How Do We Set About Prioritising Workloads?

How Do We Set About Prioritising Workloads?

I realise that there is the potential for this to be yet another article on particular techniques to make everything more manageable by scheduling emails to come in every 90 minutes or writing to-do lists but as usual it is the emotion of all of this that is of interest to me. We can all learn to develop techniques that enable us to work out what is most important to do but if we get honest with ourselves there are a whole heap of emotions that underpin the kind of decisions we make about where, what, how and why something has to be treated as more important than something else!

I am regularly confronted with one teenager groaning that I had forgotten that they said they were doing something (something in fairness that isn’t hugely important per se but is important to them) and another teenager requiring help with an essay that I feel utterly grateful that they are even attempting and want to grab the moment with both hands before they get distracted by a banal TV programme or the need to straighten their hair. Throw in a deadline for a workshop I need to create, a talk I need to write, the sending out of evaluation forms or a client I promised to send something to and bang! we have someone somewhere who is going to be upset. And what happens when we upset someone because we have let them down? We can get upset too.

For me it is the emotion of prioritising that I need to manage rather than the strategies. I know the strategies, I understand them and use them but sometimes life is bigger than a to do list. Most of the people I know are managing many things; families, projects, relationships, book writing, friendships, businesses, events. So how do we set about prioritising our workloads?

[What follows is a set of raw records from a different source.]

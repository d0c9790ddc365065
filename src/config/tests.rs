#![cfg(test)]

use std::path::PathBuf;

use crate::config::config::{Config, ConfigError};

/// Parse a TOML string into a `Config` and run the project's validation logic.
fn load_config_from_str(toml_str: &str) -> Result<Config, ConfigError> {
    let cfg: Config = toml::from_str(toml_str)?;
    cfg.validate()?;
    Ok(cfg)
}

#[test]
fn test_minimal_config_uses_defaults() {
    let toml = r#"
        [xnat]
        host = "https://central.xnat.org"
    "#;

    let config = load_config_from_str(toml).expect("minimal config should validate");

    assert_eq!(config.xnat.timeout_secs, 120);
    assert_eq!(config.cache.splitter, "/experiments/");
    assert_eq!(config.cache.dir, PathBuf::from("./tmp/xnat"));
    assert_eq!(config.cache.dicom_extensions, vec!["dcm", "ima", "dicom", "dic"]);
    assert!(config.database.path.is_none());
    assert!(config.session.log_path.is_none());
    assert!(!config.logging.log_to_file);
    assert_eq!(config.logging.level, "info");
}

#[test]
fn test_full_config() {
    let toml = r#"
        [xnat]
        host = "http://localhost:8080"
        timeout_secs = 5

        [cache]
        dir = "/var/cache/xnat"
        splitter = "/subjects/"
        dicom_extensions = ["dcm"]

        [database]
        path = "/var/lib/xnat/dicom.redb"

        [scene]
        dir = "/var/lib/xnat/scene"

        [session]
        log_path = "/var/lib/xnat/sessions.jsonl"

        [logging]
        log_to_file = true
        log_file_path = "/var/log/xnat-loader.log"
        level = "debug"
    "#;

    let config = load_config_from_str(toml).expect("full config should validate");

    assert_eq!(config.xnat.timeout_secs, 5);
    assert_eq!(config.cache.splitter, "/subjects/");
    assert_eq!(
        config.database.path,
        Some(PathBuf::from("/var/lib/xnat/dicom.redb"))
    );
    assert_eq!(
        config.session.log_path,
        Some(PathBuf::from("/var/lib/xnat/sessions.jsonl"))
    );
    assert_eq!(config.logging.level, "debug");
}

#[test]
fn test_invalid_host_rejected() {
    let toml = r#"
        [xnat]
        host = "ftp://example.org"
    "#;

    let err = load_config_from_str(toml).unwrap_err();
    assert!(matches!(err, ConfigError::InvalidHost { .. }));
}

#[test]
fn test_empty_splitter_rejected() {
    let toml = r#"
        [xnat]
        host = "https://example.org"

        [cache]
        splitter = ""
    "#;

    let err = load_config_from_str(toml).unwrap_err();
    assert!(matches!(err, ConfigError::EmptySplitter));
}

#[test]
fn test_log_file_required_when_logging_to_file() {
    let toml = r#"
        [xnat]
        host = "https://example.org"

        [logging]
        log_to_file = true
    "#;

    let err = load_config_from_str(toml).unwrap_err();
    assert!(matches!(err, ConfigError::MissingLogFilePath));
}

#[test]
fn test_missing_xnat_section_fails_to_parse() {
    let err = load_config_from_str("[cache]\ndir = \"/tmp\"").unwrap_err();
    assert!(matches!(err, ConfigError::Parse(_)));
}

#[test]
fn test_from_file_reports_missing_file() {
    let err = Config::from_file("/no/such/config.toml").unwrap_err();
    assert!(matches!(err, ConfigError::Read { .. }));
}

  • Be more tolerant of others. If we want people to understand our lives then we need to try and understand theirs too. We are all essentially just doing the best we can.
  • Don’t take what other people do or say so personally! If I get a cancellation, or someone can’t make something I’ve organised, then I trust it is because they have been through the process of deciding what is important on that day. We’re all adults and I make that assumption of people before I start. How are we to know the severity of a decision that someone has had to make?
  • Be kind to yourself. We can’t be everywhere and we can’t be all things to all people. Fact.
  • Learn to say no. I often think I’m really good at this but just this week, I didn’t say no to something and I ended up over stretching my diary at the detriment, on that occasion, on spending some much needed time with my children.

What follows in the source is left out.